Translation
from Yiddish by Ariel Resnikoff & Stephen Ross
[The following is a
continuation of the ongoing translation by Resnikoff & Ross of Processions, the great epic work by Mikhl Likht (1893–1953), which, while written in Yiddish,
can be seen now as an integral part of the American “Objectivists” moment,
along with contemporaneous works by Pound, Zukofsky, Williams, & others. Earlier translations from Likht have appeared
on Poems and Poetics, along with
several discussions by Ariel Resnikoff of the relation between Likht &
Zukofsky, et al, both literary & personal.
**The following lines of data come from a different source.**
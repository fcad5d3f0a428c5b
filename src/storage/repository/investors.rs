// SPDX-License-Identifier: AGPL-3.0-or-later
//
// Copyright (C) 2026 Fundbridge Contributors

//! Investor repository.

use sqlx::PgPool;
use uuid::Uuid;

use super::super::{models::Investor, StorageResult};

/// Repository for investor wallet rows.
pub struct InvestorRepository<'a> {
    pool: &'a PgPool,
}

impl<'a> InvestorRepository<'a> {
    pub fn new(pool: &'a PgPool) -> Self {
        Self { pool }
    }

    /// All investors, oldest first.
    pub async fn list(&self) -> StorageResult<Vec<Investor>> {
        let investors = sqlx::query_as::<_, Investor>(
            "SELECT id, name, address, secret, issuer_id, created_at \
             FROM investors ORDER BY created_at ASC",
        )
        .fetch_all(self.pool)
        .await?;
        Ok(investors)
    }

    /// Look up an investor by its ledger address.
    pub async fn find_by_address(&self, address: &str) -> StorageResult<Option<Investor>> {
        let investor = sqlx::query_as::<_, Investor>(
            "SELECT id, name, address, secret, issuer_id, created_at \
             FROM investors WHERE address = $1",
        )
        .bind(address)
        .fetch_optional(self.pool)
        .await?;
        Ok(investor)
    }

    /// Insert a new investor row.
    pub async fn insert(
        &self,
        name: &str,
        address: &str,
        secret: &str,
        issuer_id: Uuid,
    ) -> StorageResult<Investor> {
        let investor = sqlx::query_as::<_, Investor>(
            "INSERT INTO investors (id, name, address, secret, issuer_id) \
             VALUES ($1, $2, $3, $4, $5) \
             RETURNING id, name, address, secret, issuer_id, created_at",
        )
        .bind(Uuid::new_v4())
        .bind(name)
        .bind(address)
        .bind(secret)
        .bind(issuer_id)
        .fetch_one(self.pool)
        .await?;
        Ok(investor)
    }
}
Beyond that, “Processions V” will be coming out this week in a small
collaborative chapbook Rothenberg//Resnikoff//Likht: Poems, Translations, Variations, published by The Operating System Press in Brooklyn, New
York. In the meantime the work continues
as does the search for publishers & for magazines & journals in which
to publish further installments. Writes
Resnikoff: “We invite all interested parties to be in touch.” (J.R.)]
[ab
ovo]
From the dark ways
From bare fidgetings
From the schematic tarantella-motifs
From sufficient machinations intoxicated
by bright shimmershine
From the silent smoking modifications
From the cool blue hazes veiled in
early morning light
From the rumbling motor cavalcades
From the elongated unimpeded zeppelins
From neutral genres in nature–painting
From sunken water-secrets swaying
U-boats
From dumb hearing and pupil billy goat
glances
From wilted tulips and sister-flowers
in Long Island hothouses
From A-G minor concert piece
From entangled concept over
godlessness, Chinese braid and pale financier
From pearly summer-storm onset
From hasty wagers over accidental yes’s
and relative no’s
From spiritual germinations and
material finishes (and vice versa)
From trolley-clanging violated through
radio’s manifold hoo-ha
From the weariness of pedestrian
city-street step
From the inertia and forced vivacity of
the staff of clothing- and other stores
From bells angelus-chatter in
church-spires
From nightwatchman’s burdened eye
From mother’s and wet-nurse’s
mechanical chasings after childrens’ paths in squares, streets, parks
From seething howls of productive and
destructive machinery
From blind cellars’ miasmic atmosphere
From forced bending from full height
under flat, subterranean ceilings
From obscene creatures wheezing in
little houses
From birds’ metatarsal altitudes
From complete aircraft signals
From patient waiting for something new
Life
shall live itself out
Generated
itself elderly energy:
death
I.
[A Story with a Mouse]
Alone. Solitary, without anyone,
without myself
am I
(to me). Someone should, who knows,
even thru a crack, a little gap the
dimensions
try to turn a creature into a point, a
little nail
from a threatening hand, -- throw a
thinking cushion
to the shut in head like the majority
among bubbly girl friends the morning
after sleep.
I Spring myself/covertly
the between-summerwinter-autumn. Hint:
My wife
is to me (what the world ought to be)
the old Jewish catchall;
My mother --
the baker’s bread, farmer’s butter;
My palatial spacious house --
The museum of every bubble and squeak
that ostentationalizes the senses;
pomposifies the brains. --
A shudder in a mouse’s cornerroom:
the full power of a god’s prompting.
[The Same: More To The Point]
Dovebosoms. Mine, yours, everyone’s --
no one’s.
God forbid!, I don’t begin to be alone
and sweeter than a worm in horseradish
is the duality (ours) to me: mouse’s
and mine. Oh people of lonely! Oh those
famous nikhbodim[1]
who spin themselves
out from, into, events as if from-into
flax a coarse fabric:
Sleep robs a hair from you
then comes to poetry-lore;
You take a little nap
You tear life (a supplement to prose)
into itty-bitty pieces--
with dovebosoms one lives life out like
oneself the zhmenke[2]
years,
But this
year the yarmulke diaspora-tree shall suffice:
in the coming year -- in Soviet Russia,
in Mexico, in Galveston:
if necessary -- in Jerusalem.
[The Doves Do Not Want To Part from Their Bosoms]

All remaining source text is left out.